In other news I received a surprising present for my birthday. I got a shirt. It's a cute going-out-type shirt with matching earrings that I received from two of my girls friends. I was surprised because I have never received an article of clothing from anyone. I have seen plenty of my friends give clothes as a present before but until now I was never one of them. I always knew it was because my friends either didnt know what store to shop in or what size to buy.

This summer I have really started to feel "Normal". Not that I wasnt normal before but I don't always feel so different from everyone else as I did when I was obese. I dont want to offend anyone by using the word normal but it was the best thing I could come up with.

Now that the summer is coming to an end I need to work out my next attack plan. I am going back on NutriSystem, I am getting back to my workout routine, and I am going to set a goal for the end of the year to achieve!!!
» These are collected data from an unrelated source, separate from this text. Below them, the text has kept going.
//! Pipeline orchestrator for Regscout.
//!
//! Builds the embedder, generator and prompts from [`Settings`] and hands out
//! the ingestion pipeline and RAG engine wired to them.

use crate::chunking::ChunkConfig;
use crate::config::{Prompts, Settings};
use crate::documents::DocumentSource;
use crate::embedding::{Embedder, OllamaEmbedder};
use crate::error::Result;
use crate::generation::{Generator, OllamaGenerator};
use crate::ingest::{IngestPipeline, IngestReport};
use crate::ollama::OllamaClient;
use crate::rag::{AnswerComposer, RagEngine};
use crate::retrieval::Retriever;
use std::path::{Path, PathBuf};
use std::sync::Arc;
use std::time::Duration;
use tracing::{info, instrument};

/// The main orchestrator for the Regscout pipeline.
pub struct Orchestrator {
    settings: Settings,
    prompts: Prompts,
    embedder: Arc<dyn Embedder>,
    generator: Arc<dyn Generator>,
    index_path: PathBuf,
}

impl Orchestrator {
    /// Create an orchestrator backed by the configured Ollama server.
    pub fn new(settings: Settings) -> Result<Self> {
        let ollama = OllamaClient::with_timeout(
            &settings.ollama.base_url,
            Duration::from_secs(settings.ollama.timeout_secs),
        )?;

        let embedder: Arc<dyn Embedder> =
            Arc::new(OllamaEmbedder::new(ollama.clone(), &settings.embedding.model));
        let generator: Arc<dyn Generator> =
            Arc::new(OllamaGenerator::new(ollama.clone(), &settings.generation.model));

        info!(
            "Using Ollama at {} (embedding: {}, generation: {})",
            ollama.base_url(),
            settings.embedding.model,
            settings.generation.model
        );

        Self::with_components(settings, embedder, generator)
    }

    /// Create an orchestrator with custom components.
    pub fn with_components(
        settings: Settings,
        embedder: Arc<dyn Embedder>,
        generator: Arc<dyn Generator>,
    ) -> Result<Self> {
        let prompts = Prompts::load(
            settings.prompts.custom_dir.as_deref(),
            Some(&settings.prompts.variables),
        )?;
        let index_path = settings.index_path();

        Ok(Self {
            settings,
            prompts,
            embedder,
            generator,
            index_path,
        })
    }

    pub fn settings(&self) -> &Settings {
        &self.settings
    }

    pub fn index_path(&self) -> &Path {
        &self.index_path
    }

    /// The configured document directory.
    pub fn document_source(&self) -> DocumentSource {
        DocumentSource::new(self.settings.documents_dir(), &self.settings.general.extensions)
            .with_category(&self.settings.general.category)
    }

    /// List available document source identifiers.
    pub fn list_documents(&self) -> Result<Vec<String>> {
        self.document_source().list()
    }

    /// Rebuild the index from the document directory.
    ///
    /// `profile` selects a chunking profile; `None` uses the configured one.
    #[instrument(skip(self))]
    pub async fn ingest(&self, profile: Option<&str>) -> Result<IngestReport> {
        let chunk_config = self.settings.chunking.resolve(profile)?;
        self.ingest_with(chunk_config).await
    }

    /// Rebuild the index with an explicit chunking configuration.
    pub async fn ingest_with(&self, chunk_config: ChunkConfig) -> Result<IngestReport> {
        let pipeline = IngestPipeline::new(self.embedder.clone(), chunk_config)?;
        pipeline.ingest(&self.document_source(), &self.index_path).await
    }

    /// A retriever over the configured index.
    pub fn retriever(&self) -> Retriever {
        Retriever::new(self.embedder.clone(), self.index_path.clone())
    }

    /// An answer composer using the configured generator and prompts.
    pub fn composer(&self) -> AnswerComposer {
        AnswerComposer::new(self.generator.clone()).with_prompts(self.prompts.clone())
    }

    /// A RAG engine retrieving `k` chunks, or the configured default.
    pub fn rag_engine(&self, k: Option<usize>) -> RagEngine {
        RagEngine::new(
            self.retriever(),
            self.composer(),
            k.unwrap_or(self.settings.retrieval.k),
        )
    }
}
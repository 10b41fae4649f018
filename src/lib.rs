//! Regscout - Retrieval-augmented answers over regulatory documents
//!
//! A local-first tool that indexes a directory of plain-text regulations and
//! answers questions grounded in them, using a locally hosted Ollama server
//! for embeddings and generation.
//!
//! # Overview
//!
//! Regscout allows you to:
//! - Split documents into overlapping chunks and embed them
//! - Persist the embedded chunks as a single-file vector index
//! - Retrieve the most similar chunks for a question, optionally per document
//! - Compose an answer that cites the documents it was grounded on
//!
//! # Architecture
//!
//! - `config` - Settings and prompt templates
//! - `documents` - Document directory access
//! - `chunking` - Overlapping text splitter
//! - `embedding` - Embedding generation
//! - `index` - Vector index with atomic persistence
//! - `ingest` - Documents to index pipeline
//! - `retrieval` - Query-time search
//! - `rag` - Answer composition
//! - `orchestrator` - Component wiring from settings
//!
//! # Example
//!
//! ```rust,no_run
//! use regscout::config::Settings;
//! use regscout::orchestrator::Orchestrator;
//!
//! #[tokio::main]
//! async fn main() -> anyhow::Result<()> {
//!     let settings = Settings::load()?;
//!     let orchestrator = Orchestrator::new(settings)?;
//!
//!     orchestrator.ingest(None).await?;
//!
//!     let answer = orchestrator
//!         .rag_engine(None)
//!         .ask("Which operators must keep records?", None)
//!         .await?;
//!     println!("{} ({:?})", answer.answer, answer.sources);
//!
//!     Ok(())
//! }
//! ```

pub mod chunking;
pub mod cli;
pub mod config;
pub mod documents;
pub mod embedding;
pub mod error;
pub mod generation;
pub mod index;
pub mod ingest;
pub mod ollama;
pub mod orchestrator;
pub mod rag;
pub mod retrieval;

#[cfg(test)]
mod test_support;

pub use error::{RegscoutError, Result};
//! CLI output formatting utilities.

use console::style;
use indicatif::{ProgressBar, ProgressStyle};

/// Output helper for CLI formatting.
pub struct Output;

impl Output {
    /// Print an info message.
    pub fn info(msg: &str) {
        println!("{} {}", style(">>").cyan().bold(), msg);
    }

    /// Print a success message.
    pub fn success(msg: &str) {
        println!("{} {}", style(">>").green().bold(), msg);
    }

    /// Print a warning message.
    pub fn warning(msg: &str) {
        eprintln!("{} {}", style(">>").yellow().bold(), msg);
    }

    /// Print an error message.
    pub fn error(msg: &str) {
        eprintln!("{} {}", style(">>").red().bold(), msg);
    }

    /// Print a header.
    pub fn header(msg: &str) {
        println!("\n{}", style(msg).bold().underlined());
    }

    /// Print a key-value pair.
    pub fn kv(key: &str, value: &str) {
        println!("  {}: {}", style(key).dim(), value);
    }

    /// Print a list item.
    pub fn list_item(msg: &str) {
        println!("  {} {}", style("*").cyan(), msg);
    }

    /// Print a document with its indexed chunk count.
    pub fn document_info(source_id: &str, chunks: Option<usize>) {
        let chunks = match chunks {
            Some(n) => format!("{} chunks", n),
            None => "not indexed".to_string(),
        };
        println!(
            "  {} {} ({})",
            style("*").cyan(),
            style(source_id).bold(),
            style(chunks).dim()
        );
    }

    /// Print search result.
    pub fn search_result(source_id: &str, score: f32, content: &str) {
        println!(
            "\n{} {} (score: {:.2})",
            style(">>").green(),
            style(source_id).bold(),
            score
        );
        println!("   {}", content_preview(content, 200));
    }

    /// Create a spinner.
    pub fn spinner(msg: &str) -> ProgressBar {
        let pb = ProgressBar::new_spinner();
        if let Ok(spinner_style) = ProgressStyle::default_spinner().template("{spinner:.green} {msg}") {
            pb.set_style(spinner_style);
        }
        pb.set_message(msg.to_string());
        pb.enable_steady_tick(std::time::Duration::from_millis(100));
        pb
    }
}

/// Flatten newlines and truncate to `max_chars` characters with an ellipsis.
fn content_preview(content: &str, max_chars: usize) -> String {
    let content = content.replace('\n', " ");
    if content.chars().count() <= max_chars {
        content
    } else {
        let truncated: String = content.chars().take(max_chars).collect();
        format!("{}...", truncated)
    }
}

#[cfg(test)]
mod tests {
    use super::*;

    #[test]
    fn test_content_preview() {
        assert_eq!(content_preview("short\ntext", 200), "short text");
        assert_eq!(content_preview("abcdef", 3), "abc...");
        assert_eq!(content_preview("§§§§", 2), "§§...");
    }
}
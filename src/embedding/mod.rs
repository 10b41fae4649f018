//! Embedding generation for semantic search and retrieval.

mod ollama;

pub use ollama::OllamaEmbedder;

use crate::error::{RegscoutError, Result};
use async_trait::async_trait;

/// Default embedding model served by Ollama.
pub const DEFAULT_EMBEDDING_MODEL: &str = "nomic-embed-text";

/// Trait for embedding generation.
#[async_trait]
pub trait Embedder: Send + Sync {
    /// Generate an embedding for a single text.
    async fn embed(&self, text: &str) -> Result<Vec<f32>>;

    /// Generate embeddings for multiple texts, in input order.
    async fn embed_batch(&self, texts: &[String]) -> Result<Vec<Vec<f32>>> {
        let mut embeddings = Vec::with_capacity(texts.len());
        for text in texts {
            embeddings.push(self.embed(text).await?);
        }
        check_batch(texts.len(), &embeddings)?;
        Ok(embeddings)
    }

    /// Identifier of the model producing the vectors.
    fn model(&self) -> &str;
}

/// Verify a batch has one vector per input and a single dimension.
pub(crate) fn check_batch(expected: usize, embeddings: &[Vec<f32>]) -> Result<()> {
    if embeddings.len() != expected {
        return Err(RegscoutError::EmbeddingService(format!(
            "expected {} embeddings, got {}",
            expected,
            embeddings.len()
        )));
    }
    if let Some(first) = embeddings.first() {
        if let Some(bad) = embeddings.iter().find(|e| e.len() != first.len()) {
            return Err(RegscoutError::EmbeddingService(format!(
                "inconsistent embedding dimensions: {} and {}",
                first.len(),
                bad.len()
            )));
        }
    }
    Ok(())
}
This weekend I am headed to West Palm Beach, Fl to see the Dave Matthews Band!!!! If I wear my new shirt I may take a picture or two ;)

Tuesday, September 11, 2007

I'm Back

I am back from vacation. My summer vacation of 2007 is officially over :( While on vacation I eat new foods, saw new places and met some new friends. I started in Virginia and hit South Carolina, Georgia, and North Carolina on the way back home. I celebrated my birthday on 4 separate occasions :) I wish it had been longer.

Now that I am back to the real world things are starting to hit me. I didn't make the best food decisions while on vacation and I didnt work out at all besides walking around doing some site seeing. I am having a hard time getting back into my routine.

I am scared to death about what the scale is going to say at the gym tonight. I haven't decided if I'm ready to face that right now or not. I AM going to go to spin class tonight then I am headed home to watch the Biggest Loser. I hope I'm not too devastated by the scale!!!